Aucun de ces Anglais ne mentionne la coïncidence encore plus frappante selon laquelle, dans les deux cas, la maîtrise de la mer reposait avec le vainqueur. Le contrôle romain de l’eau a contraint Hannibal à cette longue et périlleuse marche à travers la Gaule où plus de la moitié de ses troupes vétérantes se sont épuisées ; cela a permis au plus jeune Scipion, tout en envoyant son armée du Rhône en Espagne, d’intercepter les communications d’Hannibal, de revenir en personne et de faire face à l’envahisseur à la Trebbia. Tout au long de la guerre, les légions passaient par voie navigable, indemnes et non fatiguées, entre l’Espagne, qui était la base d’Hannibal, et l’Italie, tandis que l’issue de la bataille décisive du Métaure, reposant comme elle le faisait sur la position intérieure des armées romaines par rapport aux forces d’Hasdrubal et d’Hannibal, était finalement due au fait que le frère cadet ne pouvait pas amener ses renforts secourables par la mer, mais seulement par la route terrestre à travers la Gaule. Ainsi, au moment critique, les deux armées carthaginoises étaient séparées par la longueur de l’Italie, et l’une d’elles fut détruite par l’action combinée des généraux romains.

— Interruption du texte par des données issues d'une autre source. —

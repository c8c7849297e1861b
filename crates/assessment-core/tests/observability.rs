//! Observability tests for reconciliation and provisioning tracing.
//!
//! These tests verify that structured lifecycle events are emitted for
//! reconciliation, stage transitions, per-object outcomes and run completion.

use std::sync::Arc;

use assessment_core::domain::{ProvisionStatus, ProvisionedObject, Stage};
use assessment_core::obs::{
    emit_object, emit_provision_cancelled, emit_provision_finished, emit_provision_started,
    emit_stage, JobSpan,
};
use assessment_core::{
    reconcile, CancellationToken, DatasetType, JobStatus, OrgUnit, ProvisioningEngine,
    ProvisioningRequest, SequenceIdGenerator, SubmissionStrategy,
};
use assessment_remote::fakes::{CreateFailure, MemoryMetadataStore};
use assessment_remote::ObjectKind;
use tracing_test::traced_test;
use uuid::Uuid;

fn failed_object() -> ProvisionedObject {
    ProvisionedObject {
        kind: ObjectKind::DataElement,
        dataset_type: DatasetType::Summary,
        template_ref: "SUM - Confirmed cases".to_string(),
        code: "SUM_00000001".to_string(),
        remote_id: None,
        status: ProvisionStatus::Failed,
        error: Some("name must be unique".to_string()),
        create_attempts: 2,
    }
}

#[traced_test]
#[test]
fn test_reconcile_logs_counts() {
    reconcile(
        &[OrgUnit::new("E1", "Bo"), OrgUnit::new("E2", "Kenema")],
        &[OrgUnit::new("L1", "Bo")],
        &[],
    );
    assert!(logs_contain("reconcile.finished"));
}

#[traced_test]
#[test]
fn test_reconcile_warns_on_ambiguous_local_names() {
    reconcile(
        &[OrgUnit::new("E1", "Bo")],
        &[OrgUnit::new("L1", "Bo"), OrgUnit::new("L2", "BO ")],
        &[],
    );
    assert!(logs_contain("share a normalized name"));
}

#[traced_test]
#[test]
fn test_emit_lifecycle_events() {
    let job_id = Uuid::new_v4();
    emit_provision_started(&job_id, SubmissionStrategy::PerObject, true);
    emit_stage(&job_id, Stage::DataElements);
    emit_provision_finished(&job_id, JobStatus::Completed, 120, 16, 0, 0);

    assert!(logs_contain("provision.started"));
    assert!(logs_contain("provision.stage"));
    assert!(logs_contain("provision.finished"));
}

#[traced_test]
#[test]
fn test_failed_object_is_logged_with_error() {
    emit_object(&Uuid::new_v4(), &failed_object());
    assert!(logs_contain("provision.object"));
    assert!(logs_contain("name must be unique"));
}

#[traced_test]
#[test]
fn test_emit_cancelled_logs_warning() {
    emit_provision_cancelled(&Uuid::new_v4(), 3);
    assert!(logs_contain("provision.cancelled"));
}

#[traced_test]
#[test]
fn test_job_span_enter_creates_span() {
    let span = JobSpan::enter(&Uuid::new_v4(), "Malaria 2026");
    tracing::info!("inside job span");
    drop(span);
    assert!(logs_contain("inside job span"));
}

#[traced_test]
#[tokio::test]
async fn test_provision_run_emits_full_lifecycle() {
    let store = Arc::new(MemoryMetadataStore::new());
    store.push_create_failure(CreateFailure::Reject);
    let engine = ProvisioningEngine::new(store, Arc::new(SequenceIdGenerator::new()));
    let request = ProvisioningRequest::new("Observed Assessment", "").with_org_units(["OU1"]);

    let job = engine
        .provision(&request, None, &CancellationToken::new())
        .await
        .unwrap();

    assert_eq!(job.status, JobStatus::Completed);
    assert!(logs_contain("provision.started"));
    assert!(logs_contain("provision.stage"));
    assert!(logs_contain("provision.finished"));
    assert!(logs_contain("create_retries"));
}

La démonstration de Mahan explore en profondeur les mécanismes qui structurent la Seconde guerre punique (218 – 202 av). La supériorité navale des Romains a poussé Hannibal, ne disposant point d’une flotte suffisante en Espagne pour affronter son homologue, à effectuer ce vaste mouvement par voie terrestre qui vit des éléphants traverser les Alpes.
Il est certain cependant que sa flotte sur la côte espagnole n’était pas assez forte pour rivaliser avec celle de Rome. Si elle l’avait été, il aurait peut-être suivi la route qu’il a réellement empruntée, pour des raisons qui pesaient sur lui ; mais s’il était passé par la mer, il n’aurait pas perdu trente-trois mille des soixante mille soldats vétérans avec lesquels il était parti. Pendant que Hannibal effectuait cette marche dangereuse, les Romains envoyaient en Espagne, sous les deux aînés Scipions, une partie de leur flotte, transportant une armée consulaire. Celle-ci effectua le voyage sans perte sérieuse, et l’armée s’installa avec succès au nord de l’Èbre, sur la ligne de communications d’Hannibal. En même temps, un autre escadron, avec une armée commandée par l’autre consul, fut envoyé en Sicile. Les deux ensembles comptaient deux cent vingt navires. À leurs postes respectifs, chacun rencontra et vainquit un escadron carthaginois avec une facilité qui peut être déduite de la légèreté avec laquelle les actions sont mentionnées, et qui indique la supériorité effective de la flotte romaine.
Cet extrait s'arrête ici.